(Stored data)
──────
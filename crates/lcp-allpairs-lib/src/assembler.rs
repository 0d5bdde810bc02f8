//! Incremental assembly of traced line batches into one running network.
//!
//! The network moves through an explicit state machine:
//!
//! ```text
//! N > 2:   Empty --seed(1)--> Seeded --base merge(2)--> Merged --append(i > 2)--> Merged
//! N == 2:  Empty --replace(1)--> Pair --replace(2)--> Pair
//! ```
//!
//! With two points each iteration discards the previous network and keeps the
//! cleaned batch of the most recent source only.
//!
//! Transient artifacts are confined to an [`IterationScope`], which releases
//! its slots when dropped, whether the iteration succeeded or not.

use std::sync::Arc;

use serde::Serialize;

use crate::engine::{
    CleanEngine, CostSurface, Drainage, Engines, MergeEngine, PatchMode, NETWORK_CLEAN,
};
use crate::error::{EngineKind, Error, Result};
use crate::raster::Raster;
use crate::workspace::{IterationSlots, RasterLayer, Workspace, NETWORK_NAME};

/// How one iteration's batch was folded into the network.
#[derive(Debug, Clone, Copy, PartialEq, Eq, Serialize)]
#[serde(rename_all = "snake_case")]
pub enum FoldStep {
    /// First batch held as-is, not yet merged.
    Seed,
    /// First and second batches merged into a new network layer.
    BaseMerge,
    /// Batch appended to the existing network in place.
    Append,
    /// Network replaced by the cleaned batch (two-point runs).
    Replace,
}

/// State of the running network.
#[derive(Debug, Clone, PartialEq, Eq)]
pub enum NetworkState {
    Empty,
    /// First batch retained under its iteration-scoped name.
    Seeded { seed: String },
    /// Network layer exists under [`NETWORK_NAME`].
    Merged,
    /// Two-point run; [`NETWORK_NAME`] holds the latest cleaned batch.
    Pair,
}

/// Owner of the running network and of every per-iteration slot.
pub struct NetworkAssembler<'w> {
    workspace: &'w mut Workspace,
    merge: Arc<dyn MergeEngine>,
    clean: Arc<dyn CleanEngine>,
    total_points: usize,
    completed: usize,
    state: NetworkState,
    folds: Vec<FoldStep>,
}

impl<'w> NetworkAssembler<'w> {
    pub fn new(workspace: &'w mut Workspace, engines: &Engines, total_points: usize) -> Result<Self> {
        if total_points < 2 {
            return Err(Error::InsufficientInput {
                found: total_points,
            });
        }
        if workspace.contains(NETWORK_NAME) {
            return Err(Error::ArtifactExists {
                name: NETWORK_NAME.to_string(),
            });
        }
        Ok(Self {
            workspace,
            merge: Arc::clone(&engines.merge),
            clean: Arc::clone(&engines.clean),
            total_points,
            completed: 0,
            state: NetworkState::Empty,
            folds: Vec::with_capacity(total_points),
        })
    }

    pub fn total_points(&self) -> usize {
        self.total_points
    }

    /// Number of iterations folded so far.
    pub fn completed(&self) -> usize {
        self.completed
    }

    pub fn state(&self) -> &NetworkState {
        &self.state
    }

    /// Fold steps taken so far, one per completed iteration.
    pub fn folds(&self) -> &[FoldStep] {
        &self.folds
    }

    pub fn workspace(&self) -> &Workspace {
        &*self.workspace
    }

    pub(crate) fn workspace_mut(&mut self) -> &mut Workspace {
        &mut *self.workspace
    }

    /// Open the slots for the next iteration. Iterations are 1-based and must
    /// arrive in order.
    pub fn begin(&mut self, iteration: usize) -> Result<IterationScope<'_, 'w>> {
        let expected = self.completed + 1;
        if iteration != expected || iteration > self.total_points {
            return Err(Error::AssemblerSequence {
                expected,
                found: iteration,
            });
        }
        let slots = IterationSlots::for_iteration(iteration);
        if slots.names().contains(&NETWORK_NAME) {
            return Err(Error::ReservedName {
                name: NETWORK_NAME.to_string(),
            });
        }
        Ok(IterationScope {
            assembler: self,
            slots,
            keep_lines: false,
            folded: false,
        })
    }

    /// Fold the batch stored in `slots` into the network. Returns the step
    /// taken and whether the batch must outlive its iteration.
    fn fold(&mut self, slots: &IterationSlots) -> Result<(FoldStep, bool)> {
        let iteration = slots.iteration;
        let batch = slots.lines.as_str();
        // Surface a missing batch before touching any state.
        self.workspace.vector(batch)?;

        if self.total_points == 2 {
            self.clean
                .clean(&mut *self.workspace, batch, NETWORK_NAME, &NETWORK_CLEAN)
                .map_err(|error| Error::engine_invocation(EngineKind::Clean, iteration, error))?;
            self.state = NetworkState::Pair;
            return Ok((FoldStep::Replace, false));
        }

        match &self.state {
            NetworkState::Empty => {
                self.state = NetworkState::Seeded {
                    seed: batch.to_string(),
                };
                Ok((FoldStep::Seed, true))
            }
            NetworkState::Seeded { seed } => {
                let seed = seed.clone();
                self.merge
                    .patch(
                        &mut *self.workspace,
                        &[seed.as_str(), batch],
                        NETWORK_NAME,
                        PatchMode::Base,
                    )
                    .map_err(|error| Error::merge(iteration, error))?;
                self.workspace.remove_vector(&seed);
                self.state = NetworkState::Merged;
                Ok((FoldStep::BaseMerge, false))
            }
            NetworkState::Merged => {
                self.merge
                    .patch(&mut *self.workspace, &[batch], NETWORK_NAME, PatchMode::Append)
                    .map_err(|error| Error::merge(iteration, error))?;
                Ok((FoldStep::Append, false))
            }
            NetworkState::Pair => Err(Error::AssemblerSequence {
                expected: self.completed + 1,
                found: iteration,
            }),
        }
    }
}

/// Transient storage of a single iteration.
///
/// Dropping the scope releases the cost, direction and drain rasters, and the
/// traced lines unless the assembler retained them as the network seed.
pub struct IterationScope<'a, 'w> {
    assembler: &'a mut NetworkAssembler<'w>,
    slots: IterationSlots,
    keep_lines: bool,
    folded: bool,
}

impl IterationScope<'_, '_> {
    pub fn slots(&self) -> &IterationSlots {
        &self.slots
    }

    pub fn iteration(&self) -> usize {
        self.slots.iteration
    }

    /// Store the cost field in this iteration's raster slots, overwriting
    /// whatever the previous iteration left there.
    pub fn store_surface(&mut self, surface: CostSurface) -> Result<()> {
        let workspace = self.assembler.workspace_mut();
        workspace.insert_raster(&self.slots.cost, RasterLayer::Float(surface.cumulative), true)?;
        workspace.insert_raster(&self.slots.direction, RasterLayer::Code(surface.direction), true)
    }

    /// Cumulative cost and direction rasters stored for this iteration.
    pub fn surface(&self) -> Result<(&Raster<f64>, &Raster<u8>)> {
        let workspace = self.assembler.workspace();
        Ok((
            workspace.float_raster(&self.slots.cost)?,
            workspace.code_raster(&self.slots.direction)?,
        ))
    }

    /// Store the traced lines and drain raster. Returns the number of lines.
    pub fn store_drainage(&mut self, drainage: Drainage) -> Result<usize> {
        let count = drainage.lines.len();
        let workspace = self.assembler.workspace_mut();
        workspace.insert_raster(&self.slots.drain_raster, RasterLayer::Code(drainage.raster), true)?;
        workspace.insert_vector(&self.slots.lines, drainage.lines, false)?;
        Ok(count)
    }

    /// Fold this iteration's stored lines into the running network.
    pub fn accumulate(&mut self) -> Result<FoldStep> {
        if self.folded {
            return Err(Error::AssemblerSequence {
                expected: self.slots.iteration + 1,
                found: self.slots.iteration,
            });
        }
        let (step, keep_lines) = self.assembler.fold(&self.slots)?;
        self.keep_lines = keep_lines;
        self.folded = true;
        self.assembler.completed += 1;
        self.assembler.folds.push(step);
        tracing::debug!(iteration = self.slots.iteration, ?step, "folded traced lines");
        Ok(step)
    }

    /// Release this iteration's transient artifacts now.
    pub fn release(self) {}
}

impl Drop for IterationScope<'_, '_> {
    fn drop(&mut self) {
        self.assembler
            .workspace_mut()
            .release(&self.slots, self.keep_lines);
    }
}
──────
- Work instruction:
When you reach the line that contains "Transient artifacts are", stop; that line and every line before it, from the very first line of the data, should be restated word for word.

- Solution for this exercise:
filename crates/lcp-allpairs-lib/src/assembler.rs
repository 0d5bdde810bc02f8
//! Incremental assembly of traced line batches into one running network.
//!
//! The network moves through an explicit state machine:
//!
//! ```text
//! N > 2:   Empty --seed(1)--> Seeded --base merge(2)--> Merged --append(i > 2)--> Merged
//! N == 2:  Empty --replace(1)--> Pair --replace(2)--> Pair
//! ```
//!
//! With two points each iteration discards the previous network and keeps the
//! cleaned batch of the most recent source only.
//!
//! Transient artifacts are confined to an [`IterationScope`], which releases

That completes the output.